I went in with an open mind, ready to applaud practical suggestions for incrementally increasing freedom in the area of intellectual property, even if Tabarrok didn’t endorse abolishing the entire patent system as I do. But I was still disappointed.
To Tabarrok’s credit, he does start by showing why patents aren’t necessary to have innovation (at least, he says, in most fields), and he does argue for shorter patent terms (for some things) and less patent protection (for some things). That’s all fine, as far as it goes.
Unfortunately, too much of the book is devoted to promoting new central-planning schemes that Tabarrok thinks would work better than current government programs. Kinsella discusses some of them in an update to his original review; I’ll discuss a couple more.

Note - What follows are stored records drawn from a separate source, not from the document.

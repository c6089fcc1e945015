//! Real-time scheduling helpers for the control loops (Linux SCHED_FIFO /
//! CPU pinning / mlockall; other OSes best-effort memory locking only).

use crate::cli::{RtArgs, RtLock};

/// Apply the requested real-time setup once per process. Every step is
/// best-effort: failures downgrade to warnings so a move still runs, just
/// without the latency guarantees.
pub fn setup_rt_once(args: &RtArgs) {
    use std::sync::OnceLock;
    static RT_ONCE: OnceLock<()> = OnceLock::new();

    if !args.rt {
        return;
    }
    let lock = args.rt_lock.unwrap_or_else(RtLock::os_default);
    RT_ONCE.get_or_init(|| {
        match apply_mem_lock(lock) {
            Ok(()) => tracing::info!(?lock, "memory lock applied"),
            Err(e) => tracing::warn!(error = %e, "mlockall failed; continuing unlocked"),
        }
        #[cfg(target_os = "linux")]
        {
            if let Err(e) = apply_fifo_priority(args.rt_prio) {
                tracing::warn!(error = %e, "SCHED_FIFO not applied");
            }
            if let Err(e) = apply_affinity(args.rt_cpu.unwrap_or(0)) {
                tracing::warn!(error = %e, "CPU affinity not applied");
            }
        }
        #[cfg(not(target_os = "linux"))]
        tracing::warn!("SCHED_FIFO and affinity unavailable on this OS; only mlockall applied");
    });
}

fn apply_mem_lock(lock: RtLock) -> eyre::Result<()> {
    use libc::{MCL_CURRENT, MCL_FUTURE, mlockall};

    let flags = match lock {
        RtLock::None => return Ok(()),
        RtLock::Current => MCL_CURRENT,
        RtLock::All => MCL_CURRENT | MCL_FUTURE,
    };
    if unsafe { mlockall(flags) } == 0 {
        return Ok(());
    }
    let err = std::io::Error::last_os_error();
    // All can fail on memlock limits where Current still fits.
    if matches!(lock, RtLock::All)
        && matches!(err.raw_os_error(), Some(c) if c == libc::EPERM || c == libc::ENOMEM)
        && unsafe { mlockall(MCL_CURRENT) } == 0
    {
        tracing::warn!("mlockall(all) rejected; fell back to current pages only");
        return Ok(());
    }
    Err(eyre::eyre!(
        "mlockall failed: {err}; hint: needs CAP_IPC_LOCK (or root) and sufficient 'ulimit -l'"
    ))
}

/// SCHED_FIFO at the requested priority, clamped to the system range.
#[cfg(target_os = "linux")]
fn apply_fifo_priority(prio: Option<i32>) -> eyre::Result<()> {
    use libc::{
        SCHED_FIFO, sched_get_priority_max, sched_get_priority_min, sched_param,
        sched_setscheduler,
    };

    let (min, max) = unsafe {
        let min = sched_get_priority_min(SCHED_FIFO);
        let max = sched_get_priority_max(SCHED_FIFO);
        if min < 0 || max < 0 { (1, 99) } else { (min, max) }
    };
    let param = sched_param {
        sched_priority: prio.unwrap_or(max).clamp(min, max),
    };
    if unsafe { sched_setscheduler(0, SCHED_FIFO, &param) } != 0 {
        let err = std::io::Error::last_os_error();
        return Err(eyre::eyre!(
            "sched_setscheduler failed: {err}; hint: needs CAP_SYS_NICE or root \
             (e.g. 'sudo setcap cap_sys_nice=ep' on the binary)"
        ));
    }
    Ok(())
}

/// Pin the process to `target` if the current affinity mask permits it.
#[cfg(target_os = "linux")]
fn apply_affinity(target: usize) -> eyre::Result<()> {
    use libc::{CPU_ISSET, CPU_SET, CPU_ZERO, cpu_set_t};

    const MAX_CPUSET_BITS: usize = std::mem::size_of::<cpu_set_t>() * 8;

    let online = unsafe { libc::sysconf(libc::_SC_NPROCESSORS_ONLN) };
    if online < 1 {
        eyre::bail!("could not determine online CPU count");
    }
    if target as libc::c_long >= online {
        eyre::bail!("requested CPU {target} >= online {online}");
    }
    if target >= MAX_CPUSET_BITS {
        eyre::bail!("requested CPU {target} exceeds cpu_set_t capacity {MAX_CPUSET_BITS}");
    }

    let mut allowed: cpu_set_t = unsafe { std::mem::zeroed() };
    unsafe { CPU_ZERO(&mut allowed) };
    let rc = unsafe { libc::sched_getaffinity(0, std::mem::size_of::<cpu_set_t>(), &mut allowed) };
    if rc == 0 && !unsafe { CPU_ISSET(target, &allowed) } {
        eyre::bail!("CPU {target} not permitted by current affinity mask");
    }

    let mut desired: cpu_set_t = unsafe { std::mem::zeroed() };
    unsafe {
        CPU_ZERO(&mut desired);
        CPU_SET(target, &mut desired);
    }
    if unsafe { libc::sched_setaffinity(0, std::mem::size_of::<cpu_set_t>(), &desired) } != 0 {
        return Err(eyre::eyre!(std::io::Error::last_os_error()));
    }
    Ok(())
}
#[cfg(test)]
mod tests {
    use super::*;
    use crate::mocks::ScriptedLink;
    use gantry_traits::clock::SimClock;

    fn cfg() -> SessionCfg {
        SessionCfg {
            wake_retry_ms: 1,
            token_timeout_ms: 50,
            max_token_retries: 2,
            ..SessionCfg::default()
        }
    }

    struct PhaseLog(Vec<SessionPhase>);

    impl Indicator for PhaseLog {
        fn show(&mut self, phase: SessionPhase) {
            self.0.push(phase);
        }
    }

    #[cfg(feature = "hardware-errors")]
    #[test]
    fn uart_timeout_counts_as_quiet_link() {
        let err: Box<dyn std::error::Error + Send + Sync> =
            Box::new(gantry_hardware::HwError::Timeout);
        assert!(is_timeout(&*err));
        let err: Box<dyn std::error::Error + Send + Sync> =
            Box::new(gantry_hardware::HwError::Bus("nack".into()));
        assert!(!is_timeout(&*err));
    }

    #[test]
    fn wake_retries_until_acknowledged() {
        let link = ScriptedLink::with_incoming(&[b'x', AWAKE_ACK]);
        let mut voice = VoiceLink::new(link, cfg(), Arc::new(SimClock::new()));
        voice.wake().unwrap();
        assert!(voice.link.written.iter().all(|&b| b == WAKE));
        assert!(voice.link.written.len() >= 2);
    }

    #[test]
    fn wake_times_out_as_protocol_error() {
        let link = ScriptedLink::default();
        let mut voice = VoiceLink::new(link, cfg(), Arc::new(SimClock::new()));
        let err = voice.wake().unwrap_err();
        assert!(matches!(
            err.downcast_ref::<MotionError>(),
            Some(MotionError::Protocol(_))
        ));
    }

    #[test]
    fn word_reply_decodes_as_column_letter() {
        // 'r' then index 'B' -> 'b'
        let link = ScriptedLink::with_incoming(&[REPLY_WORD, b'B']);
        let mut voice = VoiceLink::new(link, cfg(), Arc::new(SimClock::new()));
        assert_eq!(voice.acquire_token(0).unwrap(), 'b');
        assert_eq!(
            voice.link.written,
            vec![RECOGNIZE_TRAINED, b'C', ACK]
        );
    }

    #[test]
    fn number_reply_decodes_as_row_digit() {
        // 's' then index 'D' -> '3'
        let link = ScriptedLink::with_incoming(&[REPLY_NUMBER, b'D']);
        let mut voice = VoiceLink::new(link, cfg(), Arc::new(SimClock::new()));
        assert_eq!(voice.acquire_token(1).unwrap(), '3');
        assert_eq!(
            voice.link.written,
            vec![RECOGNIZE_BUILTIN, b'D', ACK]
        );
    }

    #[test]
    fn corrupt_index_byte_is_protocol_error() {
        // A desynced recognizer can reply with a byte below 'A'; that must
        // surface as an error, not wrap around into a bogus token.
        let link = ScriptedLink::with_incoming(&[REPLY_WORD, b'0']);
        let mut voice = VoiceLink::new(link, cfg(), Arc::new(SimClock::new()));
        let err = voice.acquire_token(0).unwrap_err();
        assert!(matches!(
            err.downcast_ref::<MotionError>(),
            Some(MotionError::Protocol(_))
        ));
    }

    #[test]
    fn error_reply_drains_detail_and_retries() {
        let link = ScriptedLink::with_incoming(&[
            REPLY_ERROR,
            b'0',
            b'0',
            REPLY_WORD,
            b'A',
        ]);
        let mut voice = VoiceLink::new(link, cfg(), Arc::new(SimClock::new()));
        assert_eq!(voice.acquire_token(0).unwrap(), 'a');
    }

    #[test]
    fn token_retries_exhaust_to_protocol_error() {
        let mut script = Vec::new();
        for _ in 0..3 {
            script.extend_from_slice(&[REPLY_ERROR, b'0', b'0']);
        }
        let link = ScriptedLink::with_incoming(&script);
        let mut voice = VoiceLink::new(link, cfg(), Arc::new(SimClock::new()));
        let err = voice.acquire_token(0).unwrap_err();
        assert!(matches!(
            err.downcast_ref::<MotionError>(),
            Some(MotionError::Protocol(_))
        ));
    }

    #[test]
    fn descriptor_acquisition_lights_per_token() {
        let link = ScriptedLink::with_incoming(&[
            REPLY_WORD, b'E', // 'e'
            REPLY_NUMBER, b'C', // '2'
            REPLY_WORD, b'E', // 'e'
            REPLY_NUMBER, b'E', // '4'
        ]);
        let mut voice = VoiceLink::new(link, cfg(), Arc::new(SimClock::new()));
        let mut lamps = PhaseLog(Vec::new());
        let tokens = voice.acquire_descriptor(&mut lamps).unwrap();
        assert_eq!(tokens, ['e', '2', 'e', '4']);
        assert_eq!(
            lamps.0,
            vec![
                SessionPhase::Listening { tokens: 0 },
                SessionPhase::Listening { tokens: 1 },
                SessionPhase::Listening { tokens: 2 },
                SessionPhase::Listening { tokens: 3 },
                SessionPhase::Listening { tokens: 4 },
            ]
        );
    }

    #[test]
    fn poll_request_maps_bytes() {
        let link = ScriptedLink::with_incoming(&[VOICE_REQUEST]);
        let mut host = HostSession::new(link, cfg(), Arc::new(SimClock::new()));
        assert_eq!(
            host.poll_request(Duration::from_millis(5)).unwrap(),
            Some(SessionRequest::Voice)
        );
        // Script exhausted: quiet host is not an error.
        assert_eq!(host.poll_request(Duration::from_millis(5)).unwrap(), None);
    }

    #[test]
    fn descriptor_handshake_interleaves_acks() {
        // One ack to open, one per token, one final before the terminator.
        let link = ScriptedLink::with_incoming(&[ACK; 6]);
        let mut host = HostSession::new(link, cfg(), Arc::new(SimClock::new()));
        host.send_descriptor(&['e', '2', 'e', '4']).unwrap();
        assert_eq!(
            host.link.written,
            vec![VOICE_REQUEST, b'e', b'2', b'e', b'4', DESCRIPTOR_END]
        );
    }

    #[test]
    fn receive_move_parses_and_acks() {
        let link = ScriptedLink::with_incoming(b"e2e4");
        let mut host = HostSession::new(link, cfg(), Arc::new(SimClock::new()));
        let mv = host.receive_move().unwrap();
        assert_eq!(mv.to_string(), "e2e4");
        assert_eq!(host.link.written, vec![DIRECT_REQUEST, ACK, ACK, ACK]);
    }

    #[test]
    fn malformed_move_is_protocol_error() {
        let link = ScriptedLink::with_incoming(b"z9z9");
        let mut host = HostSession::new(link, cfg(), Arc::new(SimClock::new()));
        let err = host.receive_move().unwrap_err();
        assert!(matches!(
            err.downcast_ref::<MotionError>(),
            Some(MotionError::Protocol(_))
        ));
    }
}
use thiserror::Error;

#[derive(Debug, Error)]
pub enum HwError {
    #[error("bus error: {0}")]
    Bus(String),
    #[error("gpio error: {0}")]
    Gpio(String),
    #[error("sensor timeout")]
    Timeout,
    #[error("io: {0}")]
    Io(#[from] std::io::Error),
}

pub type Result<T> = std::result::Result<T, HwError>;
#![no_main]
use libfuzzer_sys::fuzz_target;

fuzz_target!(|data: &str| {
    // TOML parsing of Config must never panic; invalid input is rejected
    // through the error path.
    match gantry_config::load_toml(data) {
        Ok(cfg) => {
            // validate() must not panic either
            let _ = cfg.validate();
        }
        Err(_e) => {
            // parse error is acceptable
        }
    }
});
#![cfg_attr(all(not(debug_assertions), not(test)), deny(warnings))]
#![cfg_attr(
    all(not(debug_assertions), not(test)),
    deny(clippy::all, clippy::pedantic, clippy::nursery)
)]
#![allow(clippy::module_name_repetitions, clippy::missing_errors_doc)]
//! Config schemas and height calibration parsing for the gantry.
//!
//! - `Config` and sub-structs are deserialized from TOML and validated.
//! - The height calibration CSV loader enforces headers and performs a robust
//!   refit to reduce outlier influence before slope/intercept estimation.
use serde::Deserialize;

/// Height calibration CSV schema.
///
/// Expected headers:
/// raw,height
///
/// Example:
/// raw,height
/// 120,0.360
/// 512,0.512
#[derive(Debug, Deserialize, Clone, Copy)]
pub struct CalibrationRow {
    pub raw: i64,
    pub height: f32,
}

/// Bus addresses and channel orientation for the encoder chain, plus the
/// ADC channel for the height sensor. Addresses are assigned at bring-up;
/// `*_terminates_chain` marks the last device so address propagation stops.
#[derive(Debug, Deserialize)]
#[serde(default)]
pub struct Channels {
    pub x1_address: u16,
    pub x2_address: u16,
    pub y_address: u16,
    pub x1_reversed: bool,
    pub x2_reversed: bool,
    pub y_reversed: bool,
    pub y_terminates_chain: bool,
    pub height_adc_channel: u8,
    /// Raw tick values above this are treated as zero-overshoot wraparound.
    pub overflow_limit: u16,
}

impl Default for Channels {
    fn default() -> Self {
        Self {
            x1_address: 0x20,
            x2_address: 0x22,
            y_address: 0x24,
            x1_reversed: false,
            x2_reversed: true,
            y_reversed: false,
            y_terminates_chain: true,
            height_adc_channel: 0,
            overflow_limit: 50_000,
        }
    }
}

/// BCM GPIO assignments for the drive outputs (hardware builds).
#[derive(Debug, Deserialize, Clone, Copy)]
#[serde(default)]
pub struct Pins {
    pub x1_forward: u8,
    pub x1_reverse: u8,
    pub x2_forward: u8,
    pub x2_reverse: u8,
    pub y_forward: u8,
    pub y_reverse: u8,
    pub z_forward: u8,
    pub z_reverse: u8,
    /// Servo signal pin for the gripper.
    pub gripper: u8,
}

impl Default for Pins {
    fn default() -> Self {
        Self {
            x1_forward: 5,
            x1_reverse: 6,
            x2_forward: 12,
            x2_reverse: 13,
            y_forward: 16,
            y_reverse: 19,
            z_forward: 20,
            z_reverse: 21,
            gripper: 18,
        }
    }
}
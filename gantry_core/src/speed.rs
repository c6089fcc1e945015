//! Speed shaping shared by the axis controllers.

/// Clamp a PI output into the dead-zone-avoiding asymmetric band.
///
/// Magnitudes below `lower` are snapped up to `lower` (preserving sign) so the
/// drive can overcome static friction; magnitudes above `upper` are clamped
/// down to `upper` to bound overshoot. An exact zero passes through unchanged.
#[inline]
pub fn clamp_asymmetric(speed: f32, lower: f32, upper: f32) -> f32 {
    if speed >= upper {
        upper
    } else if speed <= lower && speed > 0.0 {
        lower
    } else if speed < 0.0 && speed >= -lower {
        -lower
    } else if speed <= -upper {
        -upper
    } else {
        speed
    }
}

/// Fixed-magnitude nudge in the direction of the error; zero error, no nudge.
#[inline]
pub fn nudge(error: i32, magnitude: f32) -> f32 {
    match error.signum() {
        1 => magnitude,
        -1 => -magnitude,
        _ => 0.0,
    }
}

Perhaps my least favorite was a suggestion that the federal government subsidize higher education only in areas where there will supposedly be “spillovers” of benefits to the economy as a whole, such as engineering and biochemistry. Education in less economically valuable fields, such as sociology, would not be subsidized. The problem is, Tabarrok doesn’t mention what I’m sure he knows: we’ll get all the innovative engineers and scientists we need if we stop subsidizing higher education entirely and let the market decide what areas of study are valuable. On the other hand, if government planners enter the business of deciding which subjects are economically important, as Tabarrok wishes, what reason is there to think that they’ll choose the “right” subjects and that the subjects won’t be determined (and altered over time) according to political considerations? Apparently Tabarrok thinks you just need to have the right planners in charge — but anyone familiar with libertarian thought or public choice, as Tabarrok is, should know that any scheme that depends on the wisdom or benevolence of government planners is bound to fail.
Elsewhere, Tabarrok endorses the idea of governments buying mass quantities of vaccines from pharmaceutical companies, and he says it’s “shameful” that the U.S. has not done this in some instances where other countries’ governments have done so. Here again, it’s just assumed that the government will choose well — and that the program won’t turn into a corporate welfare scam that ultimately will have little to do with what’s actually good for Americans’ health. And this is to say nothing of the impropriety of forcing people to pay for things they wouldn’t voluntarily pay for.
Tabarrok says that many federal regulations are “good,” it’s just that taken together, they make the cost of doing business too high and stifle innovation. Which he considers to be good and why is never clear.
At least Tabarrok does get in a dig at the warfare state — not because it slaughters thousands of innocent people but because it diverts resources away from domestic innovation. (He’s not against all military spending, though. For example, he laments that we give “only” $3 billion a year to DARPA for R&D — never mind that the money it gets now is spent on some very disturbing projects.)
Maybe this book will help some people recognize that patents aren’t as essential to innovation as some claim, or get some people to favor increased immigration (another area in which it is good). I’m concerned, however, that it’s the statist ideas, if any, that we’ll see implemented.